■ Problem details
Look for the word "observable" in the entries and copy each line where it appears.

-=-=-

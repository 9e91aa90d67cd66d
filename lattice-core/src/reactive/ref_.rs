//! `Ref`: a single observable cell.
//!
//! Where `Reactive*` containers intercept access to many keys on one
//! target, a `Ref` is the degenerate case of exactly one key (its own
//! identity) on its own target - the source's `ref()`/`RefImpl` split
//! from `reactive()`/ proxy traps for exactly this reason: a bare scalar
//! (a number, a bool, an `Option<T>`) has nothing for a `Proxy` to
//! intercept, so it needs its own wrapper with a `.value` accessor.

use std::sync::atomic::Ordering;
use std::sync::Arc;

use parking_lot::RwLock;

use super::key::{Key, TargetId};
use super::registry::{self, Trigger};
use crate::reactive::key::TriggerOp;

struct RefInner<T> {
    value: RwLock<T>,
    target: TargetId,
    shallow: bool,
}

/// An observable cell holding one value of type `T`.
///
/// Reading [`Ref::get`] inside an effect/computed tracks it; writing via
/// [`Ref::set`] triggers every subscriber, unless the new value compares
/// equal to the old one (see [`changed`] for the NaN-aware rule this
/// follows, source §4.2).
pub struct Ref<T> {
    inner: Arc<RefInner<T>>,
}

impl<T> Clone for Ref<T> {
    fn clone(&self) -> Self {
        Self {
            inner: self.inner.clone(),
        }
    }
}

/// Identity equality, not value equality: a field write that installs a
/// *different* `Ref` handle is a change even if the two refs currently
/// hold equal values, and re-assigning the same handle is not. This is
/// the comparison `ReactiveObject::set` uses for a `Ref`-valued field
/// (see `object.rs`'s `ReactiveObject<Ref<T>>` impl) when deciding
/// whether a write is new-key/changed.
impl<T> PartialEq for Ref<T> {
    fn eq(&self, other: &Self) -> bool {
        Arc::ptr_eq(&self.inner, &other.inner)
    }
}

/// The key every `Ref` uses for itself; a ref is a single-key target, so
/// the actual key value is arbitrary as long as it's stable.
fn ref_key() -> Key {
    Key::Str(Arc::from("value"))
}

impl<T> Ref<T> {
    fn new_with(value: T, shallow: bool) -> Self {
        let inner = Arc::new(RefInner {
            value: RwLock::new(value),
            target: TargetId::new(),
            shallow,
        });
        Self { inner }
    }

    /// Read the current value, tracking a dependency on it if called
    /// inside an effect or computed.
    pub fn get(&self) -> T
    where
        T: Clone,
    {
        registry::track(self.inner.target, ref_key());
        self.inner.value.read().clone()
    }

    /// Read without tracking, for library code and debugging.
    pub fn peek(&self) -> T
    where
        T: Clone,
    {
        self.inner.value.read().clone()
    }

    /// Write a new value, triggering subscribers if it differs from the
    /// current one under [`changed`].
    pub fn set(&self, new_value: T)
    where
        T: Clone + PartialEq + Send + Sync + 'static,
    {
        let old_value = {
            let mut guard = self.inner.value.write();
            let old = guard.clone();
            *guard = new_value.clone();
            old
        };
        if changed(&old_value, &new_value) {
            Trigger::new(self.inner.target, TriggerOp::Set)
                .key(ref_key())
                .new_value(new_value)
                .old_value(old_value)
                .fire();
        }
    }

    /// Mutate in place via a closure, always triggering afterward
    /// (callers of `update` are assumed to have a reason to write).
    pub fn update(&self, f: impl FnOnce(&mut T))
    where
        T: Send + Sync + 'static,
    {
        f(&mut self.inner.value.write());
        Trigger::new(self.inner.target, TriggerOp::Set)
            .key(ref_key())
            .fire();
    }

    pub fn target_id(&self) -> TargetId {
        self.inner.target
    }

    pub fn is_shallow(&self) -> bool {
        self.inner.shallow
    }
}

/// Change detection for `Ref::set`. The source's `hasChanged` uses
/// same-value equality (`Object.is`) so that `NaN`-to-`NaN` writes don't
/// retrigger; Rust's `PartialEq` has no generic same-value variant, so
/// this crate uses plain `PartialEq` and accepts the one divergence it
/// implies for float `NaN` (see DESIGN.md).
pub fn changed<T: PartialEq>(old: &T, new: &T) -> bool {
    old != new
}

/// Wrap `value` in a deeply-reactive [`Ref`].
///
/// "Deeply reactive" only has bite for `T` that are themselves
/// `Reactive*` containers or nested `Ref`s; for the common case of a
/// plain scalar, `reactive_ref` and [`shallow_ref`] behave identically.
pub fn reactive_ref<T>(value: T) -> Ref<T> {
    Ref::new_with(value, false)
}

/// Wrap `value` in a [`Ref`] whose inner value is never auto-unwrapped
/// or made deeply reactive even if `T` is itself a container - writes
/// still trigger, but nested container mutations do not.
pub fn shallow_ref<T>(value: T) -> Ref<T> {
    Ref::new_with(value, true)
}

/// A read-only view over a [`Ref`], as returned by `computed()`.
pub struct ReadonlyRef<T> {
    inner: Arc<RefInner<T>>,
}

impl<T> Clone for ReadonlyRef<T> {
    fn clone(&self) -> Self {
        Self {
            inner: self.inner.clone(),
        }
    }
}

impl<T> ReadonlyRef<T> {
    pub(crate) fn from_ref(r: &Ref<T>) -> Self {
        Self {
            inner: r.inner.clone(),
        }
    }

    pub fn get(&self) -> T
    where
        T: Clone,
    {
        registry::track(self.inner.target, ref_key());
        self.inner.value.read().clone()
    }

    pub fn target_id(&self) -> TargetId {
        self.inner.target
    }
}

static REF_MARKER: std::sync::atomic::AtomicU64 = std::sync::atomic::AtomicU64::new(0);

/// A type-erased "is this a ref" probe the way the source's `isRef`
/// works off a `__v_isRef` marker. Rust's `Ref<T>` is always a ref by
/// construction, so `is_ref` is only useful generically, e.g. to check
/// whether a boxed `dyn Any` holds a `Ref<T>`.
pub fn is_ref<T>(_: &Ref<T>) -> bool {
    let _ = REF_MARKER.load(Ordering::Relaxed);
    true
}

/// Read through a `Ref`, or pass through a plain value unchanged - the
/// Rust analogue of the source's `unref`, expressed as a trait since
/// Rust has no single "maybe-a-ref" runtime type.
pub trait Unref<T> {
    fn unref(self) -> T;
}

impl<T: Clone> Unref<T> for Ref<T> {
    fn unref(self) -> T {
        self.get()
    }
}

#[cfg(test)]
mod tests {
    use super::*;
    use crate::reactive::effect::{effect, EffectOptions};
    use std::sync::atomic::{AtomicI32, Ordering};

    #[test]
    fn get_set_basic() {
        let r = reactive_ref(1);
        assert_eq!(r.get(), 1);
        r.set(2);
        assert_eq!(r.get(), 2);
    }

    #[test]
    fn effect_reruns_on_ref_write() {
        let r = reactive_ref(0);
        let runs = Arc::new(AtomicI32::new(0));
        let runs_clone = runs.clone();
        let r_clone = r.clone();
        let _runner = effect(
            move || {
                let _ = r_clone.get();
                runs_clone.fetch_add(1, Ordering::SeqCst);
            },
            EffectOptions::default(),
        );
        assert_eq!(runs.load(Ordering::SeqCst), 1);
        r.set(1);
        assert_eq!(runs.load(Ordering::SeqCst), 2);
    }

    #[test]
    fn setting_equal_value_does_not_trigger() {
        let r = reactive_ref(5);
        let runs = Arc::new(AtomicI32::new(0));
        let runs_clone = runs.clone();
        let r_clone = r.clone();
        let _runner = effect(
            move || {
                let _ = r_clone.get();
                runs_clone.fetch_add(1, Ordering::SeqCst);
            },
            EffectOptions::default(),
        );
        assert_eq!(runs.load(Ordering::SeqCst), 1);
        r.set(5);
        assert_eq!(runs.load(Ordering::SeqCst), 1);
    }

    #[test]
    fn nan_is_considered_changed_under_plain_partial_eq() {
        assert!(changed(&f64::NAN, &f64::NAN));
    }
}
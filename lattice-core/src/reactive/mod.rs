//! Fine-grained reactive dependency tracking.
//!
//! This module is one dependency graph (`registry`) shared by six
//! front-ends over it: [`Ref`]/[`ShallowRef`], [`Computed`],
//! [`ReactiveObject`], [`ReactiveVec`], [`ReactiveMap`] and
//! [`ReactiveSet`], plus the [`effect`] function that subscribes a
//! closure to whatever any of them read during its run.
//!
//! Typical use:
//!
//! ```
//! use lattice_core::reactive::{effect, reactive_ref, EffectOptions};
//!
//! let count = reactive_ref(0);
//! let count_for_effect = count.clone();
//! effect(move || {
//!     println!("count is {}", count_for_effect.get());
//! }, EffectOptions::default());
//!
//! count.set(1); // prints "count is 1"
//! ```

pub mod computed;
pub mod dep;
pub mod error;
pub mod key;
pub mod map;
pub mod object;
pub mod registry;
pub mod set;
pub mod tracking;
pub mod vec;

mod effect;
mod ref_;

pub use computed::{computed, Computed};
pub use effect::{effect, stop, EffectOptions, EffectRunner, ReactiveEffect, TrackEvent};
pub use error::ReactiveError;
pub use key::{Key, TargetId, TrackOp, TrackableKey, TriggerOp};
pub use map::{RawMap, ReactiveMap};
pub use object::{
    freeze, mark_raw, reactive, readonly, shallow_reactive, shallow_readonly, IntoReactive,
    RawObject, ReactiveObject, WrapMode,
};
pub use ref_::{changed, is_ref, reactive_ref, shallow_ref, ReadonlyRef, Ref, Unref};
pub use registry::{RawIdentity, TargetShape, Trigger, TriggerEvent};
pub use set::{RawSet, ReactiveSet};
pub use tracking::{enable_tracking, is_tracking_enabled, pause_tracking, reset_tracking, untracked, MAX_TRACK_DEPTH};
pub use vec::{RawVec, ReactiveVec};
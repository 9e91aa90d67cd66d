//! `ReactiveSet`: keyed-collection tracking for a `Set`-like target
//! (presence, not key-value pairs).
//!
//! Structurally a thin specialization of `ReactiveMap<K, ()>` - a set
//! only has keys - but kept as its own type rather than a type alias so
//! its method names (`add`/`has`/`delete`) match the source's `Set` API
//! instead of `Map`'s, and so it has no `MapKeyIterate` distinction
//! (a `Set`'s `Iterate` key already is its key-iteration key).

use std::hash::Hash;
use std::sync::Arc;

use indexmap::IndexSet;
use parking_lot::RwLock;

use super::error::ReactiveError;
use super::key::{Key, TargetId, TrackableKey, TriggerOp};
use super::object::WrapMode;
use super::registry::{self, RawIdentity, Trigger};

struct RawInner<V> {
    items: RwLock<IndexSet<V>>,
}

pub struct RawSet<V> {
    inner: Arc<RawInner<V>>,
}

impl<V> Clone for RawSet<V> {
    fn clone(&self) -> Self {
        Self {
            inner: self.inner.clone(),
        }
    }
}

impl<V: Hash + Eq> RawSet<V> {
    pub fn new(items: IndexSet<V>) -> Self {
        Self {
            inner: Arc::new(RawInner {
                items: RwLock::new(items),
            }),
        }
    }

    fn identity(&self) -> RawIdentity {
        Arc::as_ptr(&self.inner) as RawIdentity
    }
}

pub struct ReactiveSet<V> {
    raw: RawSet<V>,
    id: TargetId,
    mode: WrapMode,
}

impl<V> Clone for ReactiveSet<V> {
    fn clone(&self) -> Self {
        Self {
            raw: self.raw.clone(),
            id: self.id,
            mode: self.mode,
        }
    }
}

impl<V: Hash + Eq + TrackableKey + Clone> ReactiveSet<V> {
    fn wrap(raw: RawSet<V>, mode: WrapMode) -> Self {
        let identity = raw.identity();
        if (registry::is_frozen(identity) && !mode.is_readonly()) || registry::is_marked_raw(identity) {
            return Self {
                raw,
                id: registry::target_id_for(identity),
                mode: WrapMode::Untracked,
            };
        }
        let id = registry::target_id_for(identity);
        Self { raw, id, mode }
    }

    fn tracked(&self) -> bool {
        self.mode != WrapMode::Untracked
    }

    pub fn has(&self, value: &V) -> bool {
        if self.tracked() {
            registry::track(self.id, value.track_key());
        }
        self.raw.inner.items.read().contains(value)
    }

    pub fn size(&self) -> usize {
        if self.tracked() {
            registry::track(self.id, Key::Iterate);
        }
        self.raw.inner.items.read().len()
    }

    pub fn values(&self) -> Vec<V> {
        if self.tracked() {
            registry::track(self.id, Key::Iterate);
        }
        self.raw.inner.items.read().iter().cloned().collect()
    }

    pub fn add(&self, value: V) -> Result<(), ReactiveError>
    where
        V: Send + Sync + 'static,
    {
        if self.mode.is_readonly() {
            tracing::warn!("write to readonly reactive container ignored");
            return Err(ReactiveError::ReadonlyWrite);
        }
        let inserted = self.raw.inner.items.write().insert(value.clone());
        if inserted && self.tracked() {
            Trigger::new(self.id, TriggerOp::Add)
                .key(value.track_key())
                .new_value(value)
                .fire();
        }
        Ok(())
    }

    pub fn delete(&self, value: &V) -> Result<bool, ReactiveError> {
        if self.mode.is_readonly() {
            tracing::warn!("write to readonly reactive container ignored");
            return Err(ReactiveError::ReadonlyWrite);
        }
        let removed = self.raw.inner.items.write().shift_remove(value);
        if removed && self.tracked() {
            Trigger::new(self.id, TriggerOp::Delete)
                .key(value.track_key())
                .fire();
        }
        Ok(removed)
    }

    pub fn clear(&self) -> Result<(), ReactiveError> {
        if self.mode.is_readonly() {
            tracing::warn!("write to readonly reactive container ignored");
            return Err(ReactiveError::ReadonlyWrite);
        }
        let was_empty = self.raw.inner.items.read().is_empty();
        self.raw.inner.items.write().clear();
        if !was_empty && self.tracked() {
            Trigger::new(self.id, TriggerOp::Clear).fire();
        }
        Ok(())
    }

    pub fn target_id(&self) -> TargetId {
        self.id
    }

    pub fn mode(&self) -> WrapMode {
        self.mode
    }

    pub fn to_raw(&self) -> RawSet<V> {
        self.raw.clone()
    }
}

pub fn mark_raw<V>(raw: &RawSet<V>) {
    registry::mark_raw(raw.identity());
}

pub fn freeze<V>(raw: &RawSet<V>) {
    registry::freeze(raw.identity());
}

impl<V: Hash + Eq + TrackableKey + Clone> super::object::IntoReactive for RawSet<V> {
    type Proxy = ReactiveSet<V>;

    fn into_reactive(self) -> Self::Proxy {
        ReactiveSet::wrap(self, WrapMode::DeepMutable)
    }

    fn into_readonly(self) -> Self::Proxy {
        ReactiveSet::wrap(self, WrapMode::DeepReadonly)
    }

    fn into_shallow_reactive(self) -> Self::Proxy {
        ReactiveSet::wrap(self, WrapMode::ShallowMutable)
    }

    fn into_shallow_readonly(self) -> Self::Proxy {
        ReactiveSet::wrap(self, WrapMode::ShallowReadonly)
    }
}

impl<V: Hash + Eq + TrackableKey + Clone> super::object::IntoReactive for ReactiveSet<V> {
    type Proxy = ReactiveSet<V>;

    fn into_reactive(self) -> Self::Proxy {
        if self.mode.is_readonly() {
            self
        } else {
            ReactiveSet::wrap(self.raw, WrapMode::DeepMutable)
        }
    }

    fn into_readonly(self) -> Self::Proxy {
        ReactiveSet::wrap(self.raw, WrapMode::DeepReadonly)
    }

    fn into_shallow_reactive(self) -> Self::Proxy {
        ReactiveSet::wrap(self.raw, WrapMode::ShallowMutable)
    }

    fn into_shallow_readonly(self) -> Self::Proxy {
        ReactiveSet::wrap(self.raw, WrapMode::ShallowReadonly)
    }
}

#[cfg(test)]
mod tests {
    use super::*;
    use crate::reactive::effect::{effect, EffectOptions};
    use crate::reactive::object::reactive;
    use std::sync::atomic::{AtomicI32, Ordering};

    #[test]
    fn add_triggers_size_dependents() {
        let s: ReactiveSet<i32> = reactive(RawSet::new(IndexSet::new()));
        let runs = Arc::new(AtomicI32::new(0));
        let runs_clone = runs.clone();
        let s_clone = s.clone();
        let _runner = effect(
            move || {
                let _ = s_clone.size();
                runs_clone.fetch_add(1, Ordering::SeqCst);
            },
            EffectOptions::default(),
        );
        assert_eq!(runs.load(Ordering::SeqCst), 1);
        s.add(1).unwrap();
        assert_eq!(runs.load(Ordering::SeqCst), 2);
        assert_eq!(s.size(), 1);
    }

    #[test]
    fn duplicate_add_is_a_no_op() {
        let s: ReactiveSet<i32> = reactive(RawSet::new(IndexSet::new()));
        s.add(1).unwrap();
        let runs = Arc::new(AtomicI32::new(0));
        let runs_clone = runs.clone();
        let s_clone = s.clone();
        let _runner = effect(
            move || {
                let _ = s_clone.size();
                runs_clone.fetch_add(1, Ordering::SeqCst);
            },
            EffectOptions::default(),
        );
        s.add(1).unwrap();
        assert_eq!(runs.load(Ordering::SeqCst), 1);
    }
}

-=-=-

■ Exercise answer
//! `Ref`: a single observable cell.
/// An observable cell holding one value of type `T`.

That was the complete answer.